Read the data below line by line and state how many lines hold "major". Nothing else belongs in the answer.

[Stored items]
#####
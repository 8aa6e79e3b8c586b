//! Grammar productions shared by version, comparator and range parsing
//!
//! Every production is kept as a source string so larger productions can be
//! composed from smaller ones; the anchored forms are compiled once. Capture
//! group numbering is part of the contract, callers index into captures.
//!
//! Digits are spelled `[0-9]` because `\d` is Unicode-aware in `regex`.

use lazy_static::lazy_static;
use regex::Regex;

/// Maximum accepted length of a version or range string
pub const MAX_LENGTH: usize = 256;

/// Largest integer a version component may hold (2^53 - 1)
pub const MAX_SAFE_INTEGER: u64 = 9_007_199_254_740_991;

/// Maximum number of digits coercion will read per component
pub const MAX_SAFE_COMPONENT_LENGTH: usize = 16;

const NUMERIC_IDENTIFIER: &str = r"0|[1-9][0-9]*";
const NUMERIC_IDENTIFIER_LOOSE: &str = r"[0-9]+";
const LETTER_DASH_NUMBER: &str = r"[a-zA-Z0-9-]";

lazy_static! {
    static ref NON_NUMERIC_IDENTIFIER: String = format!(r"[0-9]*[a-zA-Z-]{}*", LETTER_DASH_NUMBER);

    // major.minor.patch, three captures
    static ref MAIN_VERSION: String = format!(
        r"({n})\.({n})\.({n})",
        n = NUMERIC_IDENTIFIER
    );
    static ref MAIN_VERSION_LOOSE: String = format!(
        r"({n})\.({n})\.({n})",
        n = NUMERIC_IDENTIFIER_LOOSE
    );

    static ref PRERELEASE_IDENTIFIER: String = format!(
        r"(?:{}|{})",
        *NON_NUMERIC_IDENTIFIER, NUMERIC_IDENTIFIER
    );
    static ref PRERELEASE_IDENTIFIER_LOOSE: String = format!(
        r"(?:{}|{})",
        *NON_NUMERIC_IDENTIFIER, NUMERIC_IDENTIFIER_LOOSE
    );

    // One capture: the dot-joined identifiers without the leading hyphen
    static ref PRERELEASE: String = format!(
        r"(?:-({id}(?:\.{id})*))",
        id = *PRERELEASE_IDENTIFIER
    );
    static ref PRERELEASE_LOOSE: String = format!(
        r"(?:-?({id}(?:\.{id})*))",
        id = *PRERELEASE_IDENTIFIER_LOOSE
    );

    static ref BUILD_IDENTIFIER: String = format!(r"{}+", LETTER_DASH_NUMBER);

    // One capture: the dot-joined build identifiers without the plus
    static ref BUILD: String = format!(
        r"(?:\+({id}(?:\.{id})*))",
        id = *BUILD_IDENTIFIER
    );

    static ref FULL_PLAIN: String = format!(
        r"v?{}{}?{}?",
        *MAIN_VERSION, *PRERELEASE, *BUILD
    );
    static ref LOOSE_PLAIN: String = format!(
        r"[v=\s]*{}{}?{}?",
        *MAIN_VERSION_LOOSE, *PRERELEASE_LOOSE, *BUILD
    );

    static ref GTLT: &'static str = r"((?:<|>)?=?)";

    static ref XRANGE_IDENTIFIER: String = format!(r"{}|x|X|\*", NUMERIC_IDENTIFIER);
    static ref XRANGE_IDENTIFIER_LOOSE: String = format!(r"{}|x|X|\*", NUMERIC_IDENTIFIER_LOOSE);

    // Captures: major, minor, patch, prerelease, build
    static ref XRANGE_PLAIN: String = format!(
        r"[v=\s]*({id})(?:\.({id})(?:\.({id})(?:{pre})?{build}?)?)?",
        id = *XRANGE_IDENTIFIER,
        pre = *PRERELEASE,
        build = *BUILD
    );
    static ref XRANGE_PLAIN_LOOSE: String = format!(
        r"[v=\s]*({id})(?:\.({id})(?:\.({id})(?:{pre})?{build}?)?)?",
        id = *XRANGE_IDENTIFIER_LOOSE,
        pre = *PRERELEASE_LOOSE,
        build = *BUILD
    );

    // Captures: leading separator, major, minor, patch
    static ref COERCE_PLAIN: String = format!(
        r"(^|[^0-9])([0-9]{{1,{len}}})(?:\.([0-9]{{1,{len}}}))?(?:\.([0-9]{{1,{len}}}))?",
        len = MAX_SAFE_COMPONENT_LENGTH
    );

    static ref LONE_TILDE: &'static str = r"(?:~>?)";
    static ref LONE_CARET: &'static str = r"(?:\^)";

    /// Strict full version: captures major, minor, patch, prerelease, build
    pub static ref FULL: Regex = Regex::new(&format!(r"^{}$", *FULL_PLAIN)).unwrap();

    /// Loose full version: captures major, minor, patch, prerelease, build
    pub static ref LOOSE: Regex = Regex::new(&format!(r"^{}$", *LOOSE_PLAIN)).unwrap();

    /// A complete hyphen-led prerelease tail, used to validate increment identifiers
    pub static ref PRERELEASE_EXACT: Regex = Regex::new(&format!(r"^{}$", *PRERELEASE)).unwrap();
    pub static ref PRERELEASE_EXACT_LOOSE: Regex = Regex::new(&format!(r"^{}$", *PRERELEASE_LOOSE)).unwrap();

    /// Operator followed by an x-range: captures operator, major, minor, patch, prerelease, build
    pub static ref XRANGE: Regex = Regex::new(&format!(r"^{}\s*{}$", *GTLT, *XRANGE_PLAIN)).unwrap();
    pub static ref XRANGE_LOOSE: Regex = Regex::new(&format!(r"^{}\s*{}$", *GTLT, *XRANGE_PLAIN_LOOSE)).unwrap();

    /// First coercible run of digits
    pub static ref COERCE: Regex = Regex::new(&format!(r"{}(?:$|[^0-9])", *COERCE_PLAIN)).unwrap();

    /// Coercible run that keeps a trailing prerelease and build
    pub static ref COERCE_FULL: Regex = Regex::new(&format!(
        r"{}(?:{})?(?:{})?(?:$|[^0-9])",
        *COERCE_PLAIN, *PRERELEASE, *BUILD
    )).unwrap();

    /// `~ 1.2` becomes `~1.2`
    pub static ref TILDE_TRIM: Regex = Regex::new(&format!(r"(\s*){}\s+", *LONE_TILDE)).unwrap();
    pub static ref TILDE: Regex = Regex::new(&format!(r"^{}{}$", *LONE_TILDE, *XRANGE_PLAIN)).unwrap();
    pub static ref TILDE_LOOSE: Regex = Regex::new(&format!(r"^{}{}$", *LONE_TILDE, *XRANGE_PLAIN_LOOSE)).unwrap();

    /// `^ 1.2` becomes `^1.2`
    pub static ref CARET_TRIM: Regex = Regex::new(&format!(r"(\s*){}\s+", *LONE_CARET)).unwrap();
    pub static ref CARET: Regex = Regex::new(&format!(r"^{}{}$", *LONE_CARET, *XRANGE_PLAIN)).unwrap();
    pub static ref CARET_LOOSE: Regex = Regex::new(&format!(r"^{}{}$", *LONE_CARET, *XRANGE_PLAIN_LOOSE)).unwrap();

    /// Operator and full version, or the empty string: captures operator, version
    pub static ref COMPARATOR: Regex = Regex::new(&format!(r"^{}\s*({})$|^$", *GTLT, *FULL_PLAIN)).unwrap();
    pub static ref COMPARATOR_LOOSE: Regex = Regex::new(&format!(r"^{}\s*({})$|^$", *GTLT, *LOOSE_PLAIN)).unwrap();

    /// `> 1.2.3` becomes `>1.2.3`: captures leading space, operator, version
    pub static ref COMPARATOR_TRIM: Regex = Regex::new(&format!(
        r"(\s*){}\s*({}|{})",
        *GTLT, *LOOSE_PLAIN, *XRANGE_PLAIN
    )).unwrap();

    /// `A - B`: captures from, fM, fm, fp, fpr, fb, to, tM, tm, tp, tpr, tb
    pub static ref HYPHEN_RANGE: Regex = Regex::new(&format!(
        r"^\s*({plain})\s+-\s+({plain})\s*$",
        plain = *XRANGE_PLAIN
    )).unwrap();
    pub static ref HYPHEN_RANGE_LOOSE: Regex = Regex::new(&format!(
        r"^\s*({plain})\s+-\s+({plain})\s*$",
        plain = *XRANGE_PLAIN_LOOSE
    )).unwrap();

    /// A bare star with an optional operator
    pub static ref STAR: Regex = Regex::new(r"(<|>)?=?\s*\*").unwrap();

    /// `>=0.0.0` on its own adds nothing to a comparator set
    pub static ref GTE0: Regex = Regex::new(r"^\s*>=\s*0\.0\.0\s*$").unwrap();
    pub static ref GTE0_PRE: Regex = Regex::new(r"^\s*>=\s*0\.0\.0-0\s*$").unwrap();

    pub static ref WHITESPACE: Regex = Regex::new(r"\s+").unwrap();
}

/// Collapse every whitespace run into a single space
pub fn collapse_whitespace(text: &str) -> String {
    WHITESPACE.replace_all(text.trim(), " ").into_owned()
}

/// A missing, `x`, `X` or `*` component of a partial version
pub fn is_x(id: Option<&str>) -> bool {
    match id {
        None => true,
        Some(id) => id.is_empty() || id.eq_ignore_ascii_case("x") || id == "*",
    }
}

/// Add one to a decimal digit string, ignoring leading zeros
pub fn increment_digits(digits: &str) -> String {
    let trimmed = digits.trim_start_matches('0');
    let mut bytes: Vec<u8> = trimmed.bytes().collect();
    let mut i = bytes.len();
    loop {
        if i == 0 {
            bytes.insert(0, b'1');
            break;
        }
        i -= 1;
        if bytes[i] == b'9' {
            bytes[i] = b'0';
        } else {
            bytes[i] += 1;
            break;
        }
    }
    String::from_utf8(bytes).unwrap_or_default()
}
#####
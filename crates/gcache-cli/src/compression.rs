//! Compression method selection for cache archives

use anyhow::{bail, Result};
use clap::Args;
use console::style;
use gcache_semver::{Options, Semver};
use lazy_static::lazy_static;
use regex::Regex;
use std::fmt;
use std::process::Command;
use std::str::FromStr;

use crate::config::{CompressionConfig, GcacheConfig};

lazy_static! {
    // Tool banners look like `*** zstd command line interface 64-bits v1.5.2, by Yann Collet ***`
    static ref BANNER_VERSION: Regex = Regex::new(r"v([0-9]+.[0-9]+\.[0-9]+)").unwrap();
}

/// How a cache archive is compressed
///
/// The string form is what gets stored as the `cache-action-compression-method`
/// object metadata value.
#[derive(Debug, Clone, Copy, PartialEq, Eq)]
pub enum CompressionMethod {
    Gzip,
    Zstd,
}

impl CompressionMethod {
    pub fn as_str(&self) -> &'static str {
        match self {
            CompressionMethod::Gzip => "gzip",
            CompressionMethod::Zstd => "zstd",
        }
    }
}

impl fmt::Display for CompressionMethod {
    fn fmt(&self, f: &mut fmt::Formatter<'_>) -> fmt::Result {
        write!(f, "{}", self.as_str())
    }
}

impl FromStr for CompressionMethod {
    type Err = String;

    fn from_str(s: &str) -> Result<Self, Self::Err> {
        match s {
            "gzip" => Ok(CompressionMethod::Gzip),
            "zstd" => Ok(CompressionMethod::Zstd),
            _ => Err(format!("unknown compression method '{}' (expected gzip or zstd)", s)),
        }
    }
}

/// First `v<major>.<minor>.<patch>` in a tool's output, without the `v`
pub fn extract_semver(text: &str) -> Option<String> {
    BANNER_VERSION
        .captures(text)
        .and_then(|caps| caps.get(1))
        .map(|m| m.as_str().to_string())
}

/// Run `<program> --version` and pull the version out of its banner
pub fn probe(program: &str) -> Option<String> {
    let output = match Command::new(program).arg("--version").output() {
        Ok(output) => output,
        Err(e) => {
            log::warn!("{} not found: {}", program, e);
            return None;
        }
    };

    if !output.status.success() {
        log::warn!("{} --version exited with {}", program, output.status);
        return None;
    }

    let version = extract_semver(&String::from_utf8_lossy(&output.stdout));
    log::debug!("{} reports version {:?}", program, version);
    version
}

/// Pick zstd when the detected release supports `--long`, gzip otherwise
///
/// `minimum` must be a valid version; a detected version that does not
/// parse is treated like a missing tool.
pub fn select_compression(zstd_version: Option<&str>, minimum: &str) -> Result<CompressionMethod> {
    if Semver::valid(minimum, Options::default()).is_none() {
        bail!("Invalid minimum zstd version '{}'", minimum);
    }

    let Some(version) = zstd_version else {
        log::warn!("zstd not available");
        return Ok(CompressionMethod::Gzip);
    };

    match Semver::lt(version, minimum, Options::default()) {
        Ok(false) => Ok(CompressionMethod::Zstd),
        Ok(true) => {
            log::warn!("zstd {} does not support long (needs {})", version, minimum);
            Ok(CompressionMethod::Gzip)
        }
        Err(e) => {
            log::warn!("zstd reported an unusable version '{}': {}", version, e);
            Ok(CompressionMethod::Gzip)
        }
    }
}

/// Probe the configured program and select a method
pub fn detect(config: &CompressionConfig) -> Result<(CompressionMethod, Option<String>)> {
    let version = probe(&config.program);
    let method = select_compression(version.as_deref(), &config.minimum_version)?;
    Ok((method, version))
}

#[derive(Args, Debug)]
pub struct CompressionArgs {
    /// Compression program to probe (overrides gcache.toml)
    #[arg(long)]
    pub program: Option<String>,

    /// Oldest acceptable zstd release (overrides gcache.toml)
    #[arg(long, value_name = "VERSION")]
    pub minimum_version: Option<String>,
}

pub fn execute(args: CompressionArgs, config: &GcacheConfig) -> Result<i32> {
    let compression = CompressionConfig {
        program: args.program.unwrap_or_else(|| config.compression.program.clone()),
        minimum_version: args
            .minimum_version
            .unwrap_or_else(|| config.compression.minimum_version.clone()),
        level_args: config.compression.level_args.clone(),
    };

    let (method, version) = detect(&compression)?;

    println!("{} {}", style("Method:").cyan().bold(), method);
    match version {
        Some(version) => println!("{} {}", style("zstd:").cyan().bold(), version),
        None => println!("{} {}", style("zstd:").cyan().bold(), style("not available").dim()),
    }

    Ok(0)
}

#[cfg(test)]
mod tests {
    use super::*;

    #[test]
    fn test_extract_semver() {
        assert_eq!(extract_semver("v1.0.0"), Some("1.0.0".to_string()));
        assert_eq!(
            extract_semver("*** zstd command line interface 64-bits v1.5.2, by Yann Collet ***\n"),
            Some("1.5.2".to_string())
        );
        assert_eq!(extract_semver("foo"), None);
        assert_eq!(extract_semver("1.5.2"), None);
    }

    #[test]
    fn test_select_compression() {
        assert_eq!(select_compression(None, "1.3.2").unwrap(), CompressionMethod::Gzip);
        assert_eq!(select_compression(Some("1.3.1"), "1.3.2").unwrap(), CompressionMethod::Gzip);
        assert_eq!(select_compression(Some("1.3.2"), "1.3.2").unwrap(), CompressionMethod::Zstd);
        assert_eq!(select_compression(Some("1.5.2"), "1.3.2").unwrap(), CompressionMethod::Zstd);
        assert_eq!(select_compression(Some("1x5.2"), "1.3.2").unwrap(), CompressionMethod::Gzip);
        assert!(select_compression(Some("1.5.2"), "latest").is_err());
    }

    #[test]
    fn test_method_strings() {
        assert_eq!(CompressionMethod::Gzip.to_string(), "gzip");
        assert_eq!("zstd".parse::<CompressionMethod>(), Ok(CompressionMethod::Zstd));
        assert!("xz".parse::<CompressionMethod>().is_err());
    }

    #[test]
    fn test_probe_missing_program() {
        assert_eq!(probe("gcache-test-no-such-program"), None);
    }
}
#####
• RESPONSE AREA: 7